- [WORK TASK] Among the entries, find the lines with the string "purged" and copy them.

Excerpts from a dataset
--------

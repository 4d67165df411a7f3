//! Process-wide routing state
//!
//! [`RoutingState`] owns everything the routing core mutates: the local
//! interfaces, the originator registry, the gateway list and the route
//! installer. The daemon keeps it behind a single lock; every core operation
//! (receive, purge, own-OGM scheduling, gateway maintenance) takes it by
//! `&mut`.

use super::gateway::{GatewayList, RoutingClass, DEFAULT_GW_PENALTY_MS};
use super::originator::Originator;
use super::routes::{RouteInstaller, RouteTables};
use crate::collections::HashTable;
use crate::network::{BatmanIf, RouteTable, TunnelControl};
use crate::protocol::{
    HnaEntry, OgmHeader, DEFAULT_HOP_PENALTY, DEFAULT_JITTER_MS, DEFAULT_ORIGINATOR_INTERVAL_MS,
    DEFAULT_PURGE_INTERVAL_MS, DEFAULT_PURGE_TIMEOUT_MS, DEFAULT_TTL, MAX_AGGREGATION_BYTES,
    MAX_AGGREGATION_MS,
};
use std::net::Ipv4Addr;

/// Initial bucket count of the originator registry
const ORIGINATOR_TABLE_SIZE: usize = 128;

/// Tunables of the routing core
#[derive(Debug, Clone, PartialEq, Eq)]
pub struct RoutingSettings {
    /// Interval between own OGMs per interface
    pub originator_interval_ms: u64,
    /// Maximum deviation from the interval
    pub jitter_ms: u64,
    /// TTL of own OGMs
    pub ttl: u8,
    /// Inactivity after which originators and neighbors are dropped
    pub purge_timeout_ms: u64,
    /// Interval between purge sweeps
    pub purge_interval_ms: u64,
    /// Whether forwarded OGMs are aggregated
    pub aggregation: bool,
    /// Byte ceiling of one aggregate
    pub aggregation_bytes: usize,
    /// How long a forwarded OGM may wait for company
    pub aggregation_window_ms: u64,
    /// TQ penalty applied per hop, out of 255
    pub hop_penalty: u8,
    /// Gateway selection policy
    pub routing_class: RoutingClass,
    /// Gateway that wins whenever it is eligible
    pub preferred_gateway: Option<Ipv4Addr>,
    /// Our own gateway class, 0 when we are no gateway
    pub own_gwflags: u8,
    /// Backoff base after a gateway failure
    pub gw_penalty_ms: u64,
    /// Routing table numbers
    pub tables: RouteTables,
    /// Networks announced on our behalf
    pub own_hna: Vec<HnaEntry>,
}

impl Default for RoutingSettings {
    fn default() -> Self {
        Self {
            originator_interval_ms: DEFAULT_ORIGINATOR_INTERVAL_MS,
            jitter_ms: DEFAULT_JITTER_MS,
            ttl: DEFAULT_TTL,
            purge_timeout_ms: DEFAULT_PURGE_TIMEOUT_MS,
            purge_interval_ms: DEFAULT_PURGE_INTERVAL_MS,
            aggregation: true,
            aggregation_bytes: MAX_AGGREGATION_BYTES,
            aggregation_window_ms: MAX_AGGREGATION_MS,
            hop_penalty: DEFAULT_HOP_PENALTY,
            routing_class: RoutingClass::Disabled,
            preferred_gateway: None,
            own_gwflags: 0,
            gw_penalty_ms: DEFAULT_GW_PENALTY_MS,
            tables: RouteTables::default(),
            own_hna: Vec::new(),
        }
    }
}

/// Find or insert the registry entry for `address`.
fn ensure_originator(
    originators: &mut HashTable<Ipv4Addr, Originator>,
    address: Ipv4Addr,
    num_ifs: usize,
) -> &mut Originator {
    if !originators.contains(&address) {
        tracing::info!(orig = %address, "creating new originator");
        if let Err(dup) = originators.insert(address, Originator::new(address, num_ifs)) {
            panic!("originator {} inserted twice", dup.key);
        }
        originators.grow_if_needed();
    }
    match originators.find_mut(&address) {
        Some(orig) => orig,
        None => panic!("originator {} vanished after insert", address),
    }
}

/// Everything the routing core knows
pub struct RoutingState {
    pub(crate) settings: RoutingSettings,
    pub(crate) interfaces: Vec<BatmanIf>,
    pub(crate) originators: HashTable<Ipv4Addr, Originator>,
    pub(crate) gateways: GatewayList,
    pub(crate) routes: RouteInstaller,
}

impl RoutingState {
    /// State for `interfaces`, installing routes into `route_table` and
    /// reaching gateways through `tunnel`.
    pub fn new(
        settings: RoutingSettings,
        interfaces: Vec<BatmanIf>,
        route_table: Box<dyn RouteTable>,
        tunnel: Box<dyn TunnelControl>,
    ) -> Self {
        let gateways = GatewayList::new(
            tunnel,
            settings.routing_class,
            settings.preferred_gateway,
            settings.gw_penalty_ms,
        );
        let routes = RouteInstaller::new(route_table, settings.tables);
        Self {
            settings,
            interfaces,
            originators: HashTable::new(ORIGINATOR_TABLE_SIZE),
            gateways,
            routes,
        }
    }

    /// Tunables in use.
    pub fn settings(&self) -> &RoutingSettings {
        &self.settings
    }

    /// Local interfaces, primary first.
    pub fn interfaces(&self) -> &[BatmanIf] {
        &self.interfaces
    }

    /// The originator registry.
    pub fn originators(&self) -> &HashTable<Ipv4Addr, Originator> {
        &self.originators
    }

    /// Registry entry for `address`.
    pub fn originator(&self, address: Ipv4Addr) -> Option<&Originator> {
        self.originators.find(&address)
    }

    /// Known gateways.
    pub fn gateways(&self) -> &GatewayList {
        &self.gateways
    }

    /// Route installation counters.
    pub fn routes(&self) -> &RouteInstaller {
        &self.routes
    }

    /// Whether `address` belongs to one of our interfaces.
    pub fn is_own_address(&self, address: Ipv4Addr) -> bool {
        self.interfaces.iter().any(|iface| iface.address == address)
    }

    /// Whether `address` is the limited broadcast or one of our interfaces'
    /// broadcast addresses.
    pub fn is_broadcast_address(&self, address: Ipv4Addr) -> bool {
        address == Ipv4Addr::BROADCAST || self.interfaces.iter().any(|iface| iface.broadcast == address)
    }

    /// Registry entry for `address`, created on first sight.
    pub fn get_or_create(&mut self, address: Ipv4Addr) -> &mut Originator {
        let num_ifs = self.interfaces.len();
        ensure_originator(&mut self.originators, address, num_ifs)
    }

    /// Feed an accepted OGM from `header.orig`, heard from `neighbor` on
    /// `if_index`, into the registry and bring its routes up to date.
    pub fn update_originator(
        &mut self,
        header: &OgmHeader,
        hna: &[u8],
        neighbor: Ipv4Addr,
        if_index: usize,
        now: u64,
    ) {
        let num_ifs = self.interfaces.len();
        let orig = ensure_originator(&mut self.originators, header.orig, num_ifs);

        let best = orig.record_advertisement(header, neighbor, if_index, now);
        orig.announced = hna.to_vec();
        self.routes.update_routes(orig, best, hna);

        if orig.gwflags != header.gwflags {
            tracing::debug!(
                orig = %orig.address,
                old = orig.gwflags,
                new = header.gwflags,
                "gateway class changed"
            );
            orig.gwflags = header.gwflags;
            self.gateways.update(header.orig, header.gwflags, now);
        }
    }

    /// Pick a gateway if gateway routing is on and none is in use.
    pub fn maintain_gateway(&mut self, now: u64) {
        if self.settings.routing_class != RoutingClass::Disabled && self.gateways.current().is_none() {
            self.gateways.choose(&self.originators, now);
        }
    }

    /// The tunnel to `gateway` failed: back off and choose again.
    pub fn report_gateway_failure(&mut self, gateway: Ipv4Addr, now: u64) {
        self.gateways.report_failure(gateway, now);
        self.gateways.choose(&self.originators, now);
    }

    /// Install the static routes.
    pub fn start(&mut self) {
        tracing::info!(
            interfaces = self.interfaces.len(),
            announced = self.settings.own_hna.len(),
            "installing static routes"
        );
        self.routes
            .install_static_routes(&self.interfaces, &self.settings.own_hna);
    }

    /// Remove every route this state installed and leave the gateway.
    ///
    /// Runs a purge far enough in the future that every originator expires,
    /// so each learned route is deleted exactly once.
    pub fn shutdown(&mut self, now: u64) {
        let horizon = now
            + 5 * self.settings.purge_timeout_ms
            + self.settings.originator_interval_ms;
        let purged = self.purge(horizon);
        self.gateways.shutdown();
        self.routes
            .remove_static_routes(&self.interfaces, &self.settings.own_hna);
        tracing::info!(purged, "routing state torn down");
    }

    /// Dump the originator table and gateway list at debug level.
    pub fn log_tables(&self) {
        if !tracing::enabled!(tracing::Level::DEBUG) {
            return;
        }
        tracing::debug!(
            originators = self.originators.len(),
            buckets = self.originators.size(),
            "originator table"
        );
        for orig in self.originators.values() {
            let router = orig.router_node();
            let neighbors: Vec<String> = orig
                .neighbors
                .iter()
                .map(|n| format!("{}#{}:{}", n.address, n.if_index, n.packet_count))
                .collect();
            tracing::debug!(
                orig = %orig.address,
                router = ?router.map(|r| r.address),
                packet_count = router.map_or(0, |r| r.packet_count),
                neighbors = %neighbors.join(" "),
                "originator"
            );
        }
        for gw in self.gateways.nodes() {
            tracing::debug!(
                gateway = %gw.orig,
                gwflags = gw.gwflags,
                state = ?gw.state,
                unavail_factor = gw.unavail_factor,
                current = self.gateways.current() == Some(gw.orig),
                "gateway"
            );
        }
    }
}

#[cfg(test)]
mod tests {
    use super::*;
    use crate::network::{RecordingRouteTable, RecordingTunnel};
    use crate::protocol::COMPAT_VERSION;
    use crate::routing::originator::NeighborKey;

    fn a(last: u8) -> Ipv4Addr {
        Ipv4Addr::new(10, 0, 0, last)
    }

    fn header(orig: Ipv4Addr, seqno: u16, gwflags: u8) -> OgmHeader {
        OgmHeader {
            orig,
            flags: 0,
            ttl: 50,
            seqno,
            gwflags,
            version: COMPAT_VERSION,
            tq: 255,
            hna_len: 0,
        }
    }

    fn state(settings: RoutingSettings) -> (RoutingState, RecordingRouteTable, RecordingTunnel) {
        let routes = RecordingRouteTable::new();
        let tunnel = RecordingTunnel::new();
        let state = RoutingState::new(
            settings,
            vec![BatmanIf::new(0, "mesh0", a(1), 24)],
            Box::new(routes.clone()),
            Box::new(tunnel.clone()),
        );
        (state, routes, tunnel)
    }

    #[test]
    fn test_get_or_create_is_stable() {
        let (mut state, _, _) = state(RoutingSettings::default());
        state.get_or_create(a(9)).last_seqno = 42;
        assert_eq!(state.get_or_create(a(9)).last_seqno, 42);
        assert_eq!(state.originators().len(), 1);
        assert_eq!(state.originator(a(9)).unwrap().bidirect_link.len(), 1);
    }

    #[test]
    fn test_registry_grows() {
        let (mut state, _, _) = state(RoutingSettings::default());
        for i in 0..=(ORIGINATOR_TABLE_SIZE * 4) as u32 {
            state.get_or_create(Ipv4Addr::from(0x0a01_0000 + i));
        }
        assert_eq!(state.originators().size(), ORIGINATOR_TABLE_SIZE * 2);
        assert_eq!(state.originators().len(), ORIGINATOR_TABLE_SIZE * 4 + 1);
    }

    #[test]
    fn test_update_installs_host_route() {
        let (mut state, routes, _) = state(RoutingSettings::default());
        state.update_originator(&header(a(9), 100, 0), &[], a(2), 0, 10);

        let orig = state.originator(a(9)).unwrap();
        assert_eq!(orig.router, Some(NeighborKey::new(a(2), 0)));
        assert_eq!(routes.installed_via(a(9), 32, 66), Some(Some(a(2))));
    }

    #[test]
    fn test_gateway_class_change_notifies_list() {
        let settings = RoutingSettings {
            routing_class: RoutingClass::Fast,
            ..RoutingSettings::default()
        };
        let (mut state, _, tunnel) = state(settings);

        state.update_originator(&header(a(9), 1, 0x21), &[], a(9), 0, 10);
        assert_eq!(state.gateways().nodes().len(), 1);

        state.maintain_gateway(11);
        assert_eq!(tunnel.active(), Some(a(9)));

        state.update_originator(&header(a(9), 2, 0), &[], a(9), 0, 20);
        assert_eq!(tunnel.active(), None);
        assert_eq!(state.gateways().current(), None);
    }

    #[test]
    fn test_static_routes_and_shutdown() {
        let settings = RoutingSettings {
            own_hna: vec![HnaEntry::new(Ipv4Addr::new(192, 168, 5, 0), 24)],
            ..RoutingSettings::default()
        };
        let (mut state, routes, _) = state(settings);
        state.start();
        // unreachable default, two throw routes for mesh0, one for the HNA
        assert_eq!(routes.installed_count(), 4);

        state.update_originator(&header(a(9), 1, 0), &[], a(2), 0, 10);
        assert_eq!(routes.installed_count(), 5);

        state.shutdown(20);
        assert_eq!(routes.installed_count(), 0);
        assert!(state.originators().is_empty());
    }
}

--------

- [RESPONSE TO THE EXERCISE]
        let purged = self.purge(horizon);
        tracing::info!(purged, "routing state torn down");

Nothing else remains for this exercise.